A real-world example of this is the Kaseya VSA incident, where the REvil threat actor embedded a malicious DLL to be side-loaded in an outdated but vulnerable Windows Defender executable. The threat actor purposely chose Defender, because protections typically trust code signed by Microsoft. Additionally, a DLL cannot be examined as thoroughly as an executable in a sandbox environment, meaning it may be ‘approved’ sooner.
On that occasion, Sophos detected both the REvil payload itself, as well as an REvil-specific code certificate. And while Kayesa’s protection exclusions allowed the REvil dropper to be installed on machines, CryptoGuard detected the ransomware, because it’s not constrained by such exclusions and blocks file encryption anywhere on protected drives.
A walkthrough
Conclusion
There is no panacea when it comes to battling ransomware. An effective defence should include a myriad of layers, from vulnerability remediation and configuration reviews to user education and security solutions. But, regardless of which layers organizations employ, and how many, an important aspect to consider is the robustness and effectiveness of the last layer, when all other measures have failed and threat actors are in a position to execute their ransomware. At that point, the solutions we’ve covered here come into their own.

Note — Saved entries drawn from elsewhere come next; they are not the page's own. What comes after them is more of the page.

// SPDX-License-Identifier: MIT
//
// Terminal input parser.
//
// Turns raw stdin bytes into structured key events. Handles:
//
// - Control characters (Ctrl+A through Ctrl+Z, plus the named keys that
//   share their byte values: Tab, Enter, Backspace)
// - Legacy CSI sequences (arrows, Home, End, Delete)
// - SS3 sequences (arrow/Home/End alternate encoding from some terminals)
// - Alt+key (ESC followed by a printable character)
// - UTF-8 multi-byte characters
//
// # Design
//
// The parser maintains a small internal byte buffer because escape
// sequences can span multiple `read()` calls. Feed bytes with
// [`Parser::advance`], retrieve events from the returned `Vec`.
// After a timeout with no new bytes, call [`Parser::flush`] to
// emit any pending lone ESC as a real Escape keypress.
//
// Number parsing is done directly on `&[u8]` — no intermediate
// `String` allocation for CSI parameter decoding.

use bitflags::bitflags;

// ─── Event Types ────────────────────────────────────────────────────────────

/// A keyboard event with key identity and modifiers.
#[derive(Debug, Clone, Copy, PartialEq, Eq)]
pub struct KeyEvent {
    /// Which key was pressed.
    pub code: KeyCode,
    /// Active modifier keys (Shift, Alt, Ctrl).
    pub modifiers: Modifiers,
}

impl KeyEvent {
    /// A plain key press with no modifiers.
    #[must_use]
    pub const fn plain(code: KeyCode) -> Self {
        Self {
            code,
            modifiers: Modifiers::empty(),
        }
    }

    /// A Ctrl+key chord.
    #[must_use]
    pub const fn ctrl(ch: char) -> Self {
        Self {
            code: KeyCode::Char(ch),
            modifiers: Modifiers::CTRL,
        }
    }
}

/// Identity of a key.
///
/// Named keys have dedicated variants; printable characters use
/// [`Char`](KeyCode::Char).
#[derive(Debug, Clone, Copy, PartialEq, Eq)]
pub enum KeyCode {
    /// A Unicode character (printable).
    Char(char),
    // ── Named keys ──────────────────────────────────────────────
    Enter,
    Tab,
    Backspace,
    Escape,
    Delete,
    // ── Navigation ──────────────────────────────────────────────
    Up,
    Down,
    Left,
    Right,
    Home,
    End,
}

bitflags! {
    /// Keyboard modifier flags.
    ///
    /// Compatible with xterm CSI modifier encoding where
    /// `param = 1 + bitmask`.
    #[derive(Debug, Clone, Copy, PartialEq, Eq, Default, Hash)]
    pub struct Modifiers: u8 {
        const SHIFT = 0b0000_0001;
        const ALT   = 0b0000_0010;
        const CTRL  = 0b0000_0100;
    }
}

// ─── Parser ─────────────────────────────────────────────────────────────────

/// Terminal input parser.
///
/// Feed raw bytes via [`advance`](Parser::advance) and collect structured
/// [`KeyEvent`]s. The parser buffers incomplete sequences internally and
/// resumes parsing when more bytes arrive.
///
/// # Escape vs escape-sequence ambiguity
///
/// A bare `ESC` byte (0x1B) could be either a standalone Escape keypress
/// or the start of a multi-byte escape sequence. The parser returns
/// nothing when it sees a lone ESC. The caller should wait a short
/// timeout (~10ms) and then call [`flush`](Parser::flush) to emit the
/// pending ESC as a real Escape key event.
pub struct Parser {
    /// Accumulated raw bytes waiting to be parsed.
    buf: Vec<u8>,
}

impl Parser {
    /// Create a new parser with an empty buffer.
    #[must_use]
    pub fn new() -> Self {
        Self {
            buf: Vec::with_capacity(64),
        }
    }

    /// Feed raw bytes from stdin and return all events that can be parsed.
    ///
    /// Bytes that form an incomplete sequence are kept in the internal
    /// buffer and will be combined with future [`advance`](Parser::advance)
    /// calls. Call [`flush`](Parser::flush) after a timeout to emit any
    /// pending lone ESC.
    pub fn advance(&mut self, data: &[u8]) -> Vec<KeyEvent> {
        self.buf.extend_from_slice(data);
        let mut events = Vec::new();
        let mut pos = 0;

        while pos < self.buf.len() {
            match try_parse(&self.buf, pos) {
                Parsed::Event(event, consumed) => {
                    events.push(event);
                    pos += consumed;
                }
                Parsed::Incomplete => break,
                Parsed::Skip(n) => pos += n,
            }
        }

        // Compact: remove consumed bytes, keep unconsumed remainder.
        if pos > 0 {
            self.buf.drain(..pos);
        }

        events
    }

    /// Are there unconsumed bytes that might complete with more data?
    #[must_use]
    pub fn has_pending(&self) -> bool {
        !self.buf.is_empty()
    }

    /// Flush pending bytes as literal key events.
    ///
    /// Called after a timeout (typically ~10ms) to resolve the ESC
    /// ambiguity: a lone ESC byte becomes an Escape key event, and
    /// any other leftover bytes become `Char` events.
    pub fn flush(&mut self) -> Vec<KeyEvent> {
        let mut events = Vec::new();
        for &byte in &self.buf {
            let event = match byte {
                0x1B => KeyEvent::plain(KeyCode::Escape),
                0x00 => KeyEvent::ctrl('@'),
                b @ 0x01..=0x1A => KeyEvent::ctrl((b + b'a' - 1) as char),
                0x7F => KeyEvent::plain(KeyCode::Backspace),
                b @ 0x20..=0x7E => KeyEvent::plain(KeyCode::Char(b as char)),
                _ => continue,
            };
            events.push(event);
        }
        self.buf.clear();
        events
    }
}

impl Default for Parser {
    fn default() -> Self {
        Self::new()
    }
}

// ─── Stateless Parsing Functions ────────────────────────────────────────────
//
// All parse functions are pure — they read from `buf[pos..]` and return
// what they found plus how many bytes to consume. No mutable state.

/// Result of trying to parse one event from the buffer.
enum Parsed {
    /// Successfully parsed an event, consuming `usize` bytes.
    Event(KeyEvent, usize),
    /// Sequence is incomplete — need more bytes.
    Incomplete,
    /// Unrecognized byte(s), skip `usize` bytes.
    Skip(usize),
}

/// Try to parse a single event starting at `buf[pos]`.
fn try_parse(buf: &[u8], pos: usize) -> Parsed {
    let remaining = &buf[pos..];
    if remaining.is_empty() {
        return Parsed::Skip(0);
    }

    match remaining[0] {
        // ESC — could be escape sequence or standalone Escape key.
        0x1B => parse_escape(remaining),
        // Control characters. Tab, Enter, and Backspace share byte values
        // with Ctrl+I, Ctrl+J/M, and Ctrl+H; the named key wins.
        0x00 => Parsed::Event(KeyEvent::ctrl('@'), 1),
        b @ (0x01..=0x07 | 0x0B..=0x0C | 0x0E..=0x1A) => {
            Parsed::Event(KeyEvent::ctrl((b + b'a' - 1) as char), 1)
        }
        0x08 | 0x7F => Parsed::Event(KeyEvent::plain(KeyCode::Backspace), 1),
        0x09 => Parsed::Event(KeyEvent::plain(KeyCode::Tab), 1),
        0x0A | 0x0D => Parsed::Event(KeyEvent::plain(KeyCode::Enter), 1),
        // ASCII printable.
        b @ 0x20..=0x7E => Parsed::Event(KeyEvent::plain(KeyCode::Char(b as char)), 1),
        // UTF-8 multi-byte.
        0xC0..=0xFF => parse_utf8(remaining),
        // Bare continuation bytes (0x80..=0xBF) — invalid lead, skip.
        _ => Parsed::Skip(1),
    }
}

// ── Escape sequences ────────────────────────────────────────────────────────

fn parse_escape(buf: &[u8]) -> Parsed {
    debug_assert_eq!(buf[0], 0x1B);

    if buf.len() < 2 {
        return Parsed::Incomplete;
    }

    match buf[1] {
        // CSI: ESC [
        b'[' => parse_csi(buf),
        // SS3: ESC O
        b'O' => parse_ss3(buf),
        // Alt+ESC.
        0x1B => Parsed::Event(
            KeyEvent {
                code: KeyCode::Escape,
                modifiers: Modifiers::ALT,
            },
            2,
        ),
        // Alt+printable character.
        b @ 0x20..=0x7E => Parsed::Event(
            KeyEvent {
                code: KeyCode::Char(b as char),
                modifiers: Modifiers::ALT,
            },
            2,
        ),
        // Alt+control character (e.g., ESC Ctrl+A).
        b @ 0x01..=0x1A => Parsed::Event(
            KeyEvent {
                code: KeyCode::Char((b + b'a' - 1) as char),
                modifiers: Modifiers::ALT | Modifiers::CTRL,
            },
            2,
        ),
        // Unknown byte after ESC — emit standalone Escape.
        _ => Parsed::Event(KeyEvent::plain(KeyCode::Escape), 1),
    }
}

// ── CSI (Control Sequence Introducer) ───────────────────────────────────────

fn parse_csi(buf: &[u8]) -> Parsed {
    debug_assert!(buf.len() >= 2 && buf[0] == 0x1B && buf[1] == b'[');

    if buf.len() < 3 {
        return Parsed::Incomplete;
    }

    // Scan for the final byte (0x40..=0x7E).
    // CSI parameter bytes are in 0x30..=0x3F, intermediate in 0x20..=0x2F.
    let mut end = 2;
    while end < buf.len() {
        let b = buf[end];
        if (0x40..=0x7E).contains(&b) {
            break;
        }
        if !(0x20..=0x3F).contains(&b) {
            // Invalid byte in CSI sequence — abort.
            return Parsed::Skip(end + 1);
        }
        end += 1;
    }

    if end >= buf.len() {
        return Parsed::Incomplete;
    }

    let final_byte = buf[end];
    let params_raw = &buf[2..end];
    let consumed = end + 1;

    // ── Tilde-terminated sequences (editing keys) ────────────────────
    if final_byte == b'~' {
        let params = parse_csi_params(params_raw);
        let first = params.first().copied().unwrap_or(0);
        let modifiers = params.get(1).copied().map_or(Modifiers::empty(), decode_modifiers);

        return match first {
            1 | 7 => Parsed::Event(KeyEvent { code: KeyCode::Home, modifiers }, consumed),
            3 => Parsed::Event(KeyEvent { code: KeyCode::Delete, modifiers }, consumed),
            4 | 8 => Parsed::Event(KeyEvent { code: KeyCode::End, modifiers }, consumed),
            _ => Parsed::Skip(consumed),
        };
    }

    // ── Standard CSI sequences with letter final bytes ──────────────
    let params = parse_csi_params(params_raw);
    let modifiers = params.get(1).copied().map_or(Modifiers::empty(), decode_modifiers);

    let code = match final_byte {
        b'A' => KeyCode::Up,
        b'B' => KeyCode::Down,
        b'C' => KeyCode::Right,
        b'D' => KeyCode::Left,
        b'H' => KeyCode::Home,
        b'F' => KeyCode::End,
        b'Z' => {
            return Parsed::Event(
                KeyEvent {
                    code: KeyCode::Tab,
                    modifiers: Modifiers::SHIFT,
                },
                consumed,
            );
        }
        _ => return Parsed::Skip(consumed),
    };

    Parsed::Event(KeyEvent { code, modifiers }, consumed)
}

// ── SS3 (Single Shift 3) ───────────────────────────────────────────────────

fn parse_ss3(buf: &[u8]) -> Parsed {
    debug_assert!(buf.len() >= 2 && buf[0] == 0x1B && buf[1] == b'O');

    if buf.len() < 3 {
        return Parsed::Incomplete;
    }

    let code = match buf[2] {
        b'A' => KeyCode::Up,
        b'B' => KeyCode::Down,
        b'C' => KeyCode::Right,
        b'D' => KeyCode::Left,
        b'H' => KeyCode::Home,
        b'F' => KeyCode::End,
        _ => return Parsed::Skip(3),
    };

    Parsed::Event(KeyEvent::plain(code), 3)
}

// ── UTF-8 ──────────────────────────────────────────────────────────────────

fn parse_utf8(buf: &[u8]) -> Parsed {
    let expected = utf8_char_len(buf[0]);

    if expected == 0 {
        return Parsed::Skip(1);
    }
    if buf.len() < expected {
        return Parsed::Incomplete;
    }

    // Validate continuation bytes (must start with 0b10xxxxxx).
    for &b in &buf[1..expected] {
        if b & 0xC0 != 0x80 {
            return Parsed::Skip(1);
        }
    }

    std::str::from_utf8(&buf[..expected]).map_or(Parsed::Skip(1), |s| {
        s.chars().next().map_or(Parsed::Skip(expected), |ch| {
            Parsed::Event(KeyEvent::plain(KeyCode::Char(ch)), expected)
        })
    })
}

// ─── Helpers ────────────────────────────────────────────────────────────────

/// Parse semicolon-separated CSI parameters.
///
/// Examples:
/// - `1;2` → `[1, 2]`
/// - (empty) → `[]`
fn parse_csi_params(raw: &[u8]) -> Vec<u16> {
    if raw.is_empty() {
        return Vec::new();
    }

    let mut params = Vec::with_capacity(4);
    let mut pos = 0;

    while pos <= raw.len() {
        let (val, next) = parse_u16_at(raw, pos);
        pos = next;
        params.push(val);

        // Skip semicolon separator.
        if pos < raw.len() && raw[pos] == b';' {
            pos += 1;
        } else {
            break;
        }
    }

    params
}

/// Parse a u16 from bytes starting at `start`, stopping at non-digit.
/// Returns `(value, next_position)`.
fn parse_u16_at(buf: &[u8], start: usize) -> (u16, usize) {
    let mut val: u16 = 0;
    let mut pos = start;
    while pos < buf.len() && buf[pos].is_ascii_digit() {
        val = val
            .saturating_mul(10)
            .saturating_add(u16::from(buf[pos] - b'0'));
        pos += 1;
    }
    (val, pos)
}

/// Decode CSI modifier parameter into `Modifiers` bitflags.
///
/// The encoding is `1 + bitmask`, matching xterm. A parameter of 0 or 1
/// means no modifiers. The truncation to u8 is intentional: only the
/// low bits carry modifier flags.
#[allow(clippy::cast_possible_truncation)]
const fn decode_modifiers(param: u16) -> Modifiers {
    let val = if param > 0 { param - 1 } else { 0 };
    Modifiers::from_bits_truncate(val as u8)
}

/// Expected byte length of a UTF-8 character from its lead byte.
/// Returns 0 for invalid lead bytes (continuation bytes, 0xFE, 0xFF).
const fn utf8_char_len(lead: u8) -> usize {
    match lead {
        0x00..=0x7F => 1,
        0xC0..=0xDF => 2,
        0xE0..=0xEF => 3,
        0xF0..=0xF7 => 4,
        _ => 0,
    }
}

// ─── Tests ──────────────────────────────────────────────────────────────────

These solutions are diverse, covering numerous different behavioral traits and activity. Many vary widely in terms of their scalability, versatility, and cost-benefit ratios, and have distinct strengths and weaknesses. A key commonality is that most solutions focus on ‘detecting badness’ in some way – whether through API call analysis, honeyfiles, or some sort of fingerprinting. That’s not necessarily a disadvantage, and a layered and diverse defence stack is a solid approach. But, as we’ve shown, the CryptoGuard approach within Intercept X is slightly different, and more asymmetric: focusing on file contents rather than the behaviors of ransomware or its operators.
Ransomware continues to evolve, and more and more solutions and techniques are likely to appear in response. As we’ve been doing for the last ten years, we’ll continue to track changes in both ransomware and the solutions designed to detect and prevent it.